Busting Myths about Startup Success in Sales

Jim Wilson
Costanoa Ventures
Published in
4 min readOct 10, 2018

Right now in startup sales, the current trend is to get to scale quickly. Founders rush to hire a VP, sign up huge clients, and ride off into the sunset. While this sounds like the right strategy, for many companies it can do more harm than good. Early on, sales is a process of learning about your product and how it fits into a customer’s business. As a result, there are many lessons founders need to learn before they try to grow the business quickly.

Here are the top myths and realities that startups should be aware of so they build the right foundation for future sales.

Myth: The first sales hire should be a VP of Sales

Reality: Your real first sales hires should be builders who can operate in a barebones environment.

At the early stages of a startup, a VP of Sales requires more set up, process, and infrastructure than the company can afford. Instead, the most important sales executives should be the founders and CEO. They need to close the first deals themselves so they can understand what works and what doesn’t. Hiring sales reps that know how to build a pipeline and learn the early sales motions, with minimum support and guidance, is a better path for early stage companies.

Myth: Hire athletes vs position players

Reality: Domain expertise matters for early stage companies in new markets.

Do you want a generally great salesperson, or someone versed in your field? While I’m a big believer that sales skills can be transferable, for early stage companies you need to find relevant domain expertise. People who understand the market, the buyer, and the product will ramp up faster, require less training, and gain early insight into the sales learning curve.

Myth: Everything should be data-driven

Reality: Most sales metrics, especially ones that measure efficiency, don’t matter in the early stages.

It’s better to build your understanding of the best target customer, the ideal buyer, and how companies are solving the problem that your technology removes today. In the early days, you may not find any patterns among customers. Still, you should start to look for them so you can focus on areas where you can win sales and gain market knowledge. Once you’re able to notice patterns, choose the key metrics that matter for your business.

Myth: Sell to big enterprise companies

Reality: Target companies with shorter sales cycles to optimize go-to-market learning.

Larger companies come with a higher cost of sales and more complex legal, paperwork, and validation processes. It’s generally a better idea to focus on smaller, more modern companies with swift adoption rates and shorter sales cycles. These companies are also more often looking to innovate than large enterprises, who will have a higher bar to bring in new technology.

Myth: Use discounts to win customers

Reality: Be willing to say no to excessive discounting. Customers will respect you more for it.

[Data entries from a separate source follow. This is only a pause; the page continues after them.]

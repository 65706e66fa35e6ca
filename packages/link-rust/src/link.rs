//! The link facade: the public surface of the messaging link.
//!
//! A [`Link`] composes the dispatch registry and the correlation table over
//! an injected transport and executor. Outbound envelopes enter through
//! [`send`](Link::send) (classified by message kind) or
//! [`invoke_method`](Link::invoke_method) (correlated request/response);
//! inbound envelopes re-enter through [`deliver`](Link::deliver), the
//! transport's callback. Each link owns its state outright -- two links
//! share nothing unless they share a transport.

use std::sync::Arc;
use std::time::Duration;

use tracing::{debug, warn};
use uplink_core::attributes::AttributesError;
use uplink_core::{
    Address, Attributes, Envelope, Executor, Listener, MessageKind, Payload, Transport,
};

use crate::config::LinkConfig;
use crate::correlation::{CorrelationTable, RpcError};
use crate::dispatch::{DeliveryFailure, DeliveryReport, DispatchRegistry, RegistryError};

/// Error from [`Link::send`].
#[derive(Debug, thiserror::Error)]
pub enum SendError {
    /// The attributes failed kind-specific validation.
    #[error("invalid attributes: {0}")]
    Attributes(#[from] AttributesError),
    /// A listener rejected the envelope during fan-out. Fan-out still
    /// reached every listener; this reports the earliest failure.
    #[error("listener {} rejected delivery: {}", .failure.listener_index, .failure.reason)]
    Delivery {
        /// The earliest failure in registration order.
        failure: DeliveryFailure,
    },
    /// The transport failed to move the envelope. The link does not retry.
    #[error("transport failure: {0}")]
    Transport(#[source] anyhow::Error),
}

/// The public composition point: send, invoke, listen.
pub struct Link {
    registry: DispatchRegistry,
    calls: Arc<CorrelationTable>,
    transport: Arc<dyn Transport>,
    config: LinkConfig,
}

impl Link {
    /// Creates a link over `transport` with timers running on `executor`
    /// and default configuration.
    #[must_use]
    pub fn new(transport: Arc<dyn Transport>, executor: Arc<dyn Executor>) -> Self {
        Self::with_config(transport, executor, LinkConfig::default())
    }

    /// Creates a link with explicit configuration.
    #[must_use]
    pub fn with_config(
        transport: Arc<dyn Transport>,
        executor: Arc<dyn Executor>,
        config: LinkConfig,
    ) -> Self {
        Self {
            registry: DispatchRegistry::new(),
            calls: CorrelationTable::new(executor),
            transport,
            config,
        }
    }

    /// Registers `listener` on `address`. Identical contract to
    /// [`DispatchRegistry::register`].
    pub fn register_listener(&self, address: Address, listener: Arc<dyn Listener>) -> bool {
        self.registry.register(address, listener)
    }

    /// Removes `listener` from `address`. Identical contract to
    /// [`DispatchRegistry::unregister`].
    ///
    /// # Errors
    ///
    /// [`RegistryError::NotFound`] if the pair is not currently registered.
    pub fn unregister_listener(
        &self,
        address: &Address,
        listener: &Arc<dyn Listener>,
    ) -> Result<(), RegistryError> {
        self.registry.unregister(address, listener)
    }

    /// Sends an envelope, classified by its attributes' kind.
    ///
    /// - PUBLISH: fans out to local listeners on `address`, then hands the
    ///   envelope to the transport for remote distribution.
    /// - RESPONSE: fans out to local listeners on the reply `address`; if
    ///   local response resolution is enabled, also offers the envelope to
    ///   the correlation table, and skips the transport when a locally
    ///   pending call consumed it.
    /// - REQUEST: transport only, fire-and-forget. Use
    ///   [`invoke_method`](Self::invoke_method) for a correlated reply.
    ///
    /// # Errors
    ///
    /// [`SendError::Attributes`] for kind-inconsistent attributes,
    /// [`SendError::Transport`] if the transport rejects the envelope, and
    /// [`SendError::Delivery`] when a local listener failed (reported after
    /// full fan-out and after the transport hand-off).
    pub async fn send(
        &self,
        address: Address,
        payload: Payload,
        attributes: Attributes,
    ) -> Result<(), SendError> {
        attributes.validate()?;
        let envelope = Envelope::new(address, payload, attributes);
        match envelope.attributes.kind {
            MessageKind::Publish => {
                let report = self.registry.publish(
                    &envelope.address,
                    &envelope.payload,
                    &envelope.attributes,
                );
                self.transport
                    .transmit(envelope)
                    .await
                    .map_err(SendError::Transport)?;
                Self::report_to_result(report)
            }
            MessageKind::Response => {
                let report = self.registry.publish(
                    &envelope.address,
                    &envelope.payload,
                    &envelope.attributes,
                );
                let mut consumed = false;
                if self.config.local_response_resolution {
                    if let Some(correlation_id) = envelope.attributes.correlation_id {
                        consumed = self.calls.resolve(&correlation_id, envelope.clone());
                    }
                }
                if consumed {
                    debug!("response consumed by a local pending call");
                } else {
                    self.transport
                        .transmit(envelope)
                        .await
                        .map_err(SendError::Transport)?;
                }
                Self::report_to_result(report)
            }
            MessageKind::Request => self
                .transport
                .transmit(envelope)
                .await
                .map_err(SendError::Transport),
        }
    }

    /// Issues a correlated remote-procedure call and resolves to the
    /// response payload.
    ///
    /// Builds a REQUEST envelope whose address is the caller's reply
    /// address and whose `sink` attribute names the destination method,
    /// registers a pending call keyed on the request's message id with a
    /// deadline of `ttl_ms` (or the configured default), and hands the
    /// envelope to the transport. Returns a future immediately; the calling
    /// thread never blocks. Dropping the returned future before resolution
    /// cancels the call.
    ///
    /// # Errors
    ///
    /// [`RpcError::InvalidRequest`] for attributes missing a sink;
    /// [`RpcError::Transport`] if the transport rejects the request;
    /// [`RpcError::Timeout`] when the deadline elapses first;
    /// [`RpcError::Cancelled`] if the call is withdrawn;
    /// [`RpcError::RemoteFailure`] when the response carries a non-OK code.
    pub async fn invoke_method(
        &self,
        address: Address,
        payload: Payload,
        mut attributes: Attributes,
    ) -> Result<Payload, RpcError> {
        attributes.kind = MessageKind::Request;
        attributes.validate()?;

        let id = attributes.id;
        let timeout = attributes
            .ttl_ms
            .map_or(self.config.default_call_timeout, Duration::from_millis);
        let reply = self.calls.register(id, timeout);

        let envelope = Envelope::new(address, payload, attributes);
        if let Err(cause) = self.transport.transmit(envelope).await {
            // The pending entry turns the transport failure into this
            // call's terminal outcome.
            self.calls.fail(&id, cause);
        }

        let response = reply.await?;
        if let Some(code) = response.attributes.code {
            if !code.is_ok() {
                return Err(RpcError::RemoteFailure(code));
            }
        }
        Ok(response.into_payload())
    }

    /// Inbound callback for the transport: an envelope addressed to this
    /// link has arrived.
    ///
    /// RESPONSE envelopes are offered to the correlation table first and
    /// fall back to reply-address listeners when no call consumed them.
    /// PUBLISH envelopes fan out on their topic address. REQUEST envelopes
    /// fan out under their sink address (local method handlers), which
    /// receive the envelope's own reply address. Malformed envelopes are
    /// dropped with a warning.
    pub fn deliver(&self, envelope: Envelope) -> DeliveryReport {
        if let Err(cause) = envelope.attributes.validate() {
            warn!(%cause, "dropping malformed inbound envelope");
            return DeliveryReport::default();
        }
        match envelope.attributes.kind {
            MessageKind::Publish => {
                self.registry
                    .publish(&envelope.address, &envelope.payload, &envelope.attributes)
            }
            MessageKind::Response => {
                if let Some(correlation_id) = envelope.attributes.correlation_id {
                    if self.calls.resolve(&correlation_id, envelope.clone()) {
                        return DeliveryReport::default();
                    }
                }
                self.registry
                    .publish(&envelope.address, &envelope.payload, &envelope.attributes)
            }
            MessageKind::Request => {
                // validate() guarantees the sink is present.
                let Some(sink) = envelope.attributes.sink.clone() else {
                    return DeliveryReport::default();
                };
                self.registry.dispatch(
                    &sink,
                    &envelope.address,
                    &envelope.payload,
                    &envelope.attributes,
                )
            }
        }
    }

    /// Number of calls currently awaiting a response.
    #[must_use]
    pub fn pending_call_count(&self) -> usize {
        self.calls.pending_count()
    }

    fn report_to_result(report: DeliveryReport) -> Result<(), SendError> {
        match report.failures.into_iter().next() {
            Some(failure) => Err(SendError::Delivery { failure }),
            None => Ok(()),
        }
    }
}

Instead spend more time on packaging and pricing research. This allows sales to align value with price while also testing different price points in the market. You should also focus on giving customers more choices with different entry points and price levels. Above all, be willing to walk away from deals. How a customer acts during the buying process is an indication of how difficult they will be to support. You want to avoid overly demanding customers with outsized expectations, especially early on.

Myth: Once you have repeatability you can start to scale

Reality: Spend more time confirming repeatability and building a strong foundation to support sales before you start to scale.

Most companies, often encouraged by investors, can’t wait to start scaling. In reality, companies are better off with a longer period of deal-making, more experimentation and confirming repeatability, while focusing on building a solid foundation. This includes sales enablement (to ramp up sales reps), demand generation (to build top-of-the funnel leads), and customer success onboarding (to reduce churn and build a happy customer base). Until that foundation is built, companies can’t scale in a sustainable manner.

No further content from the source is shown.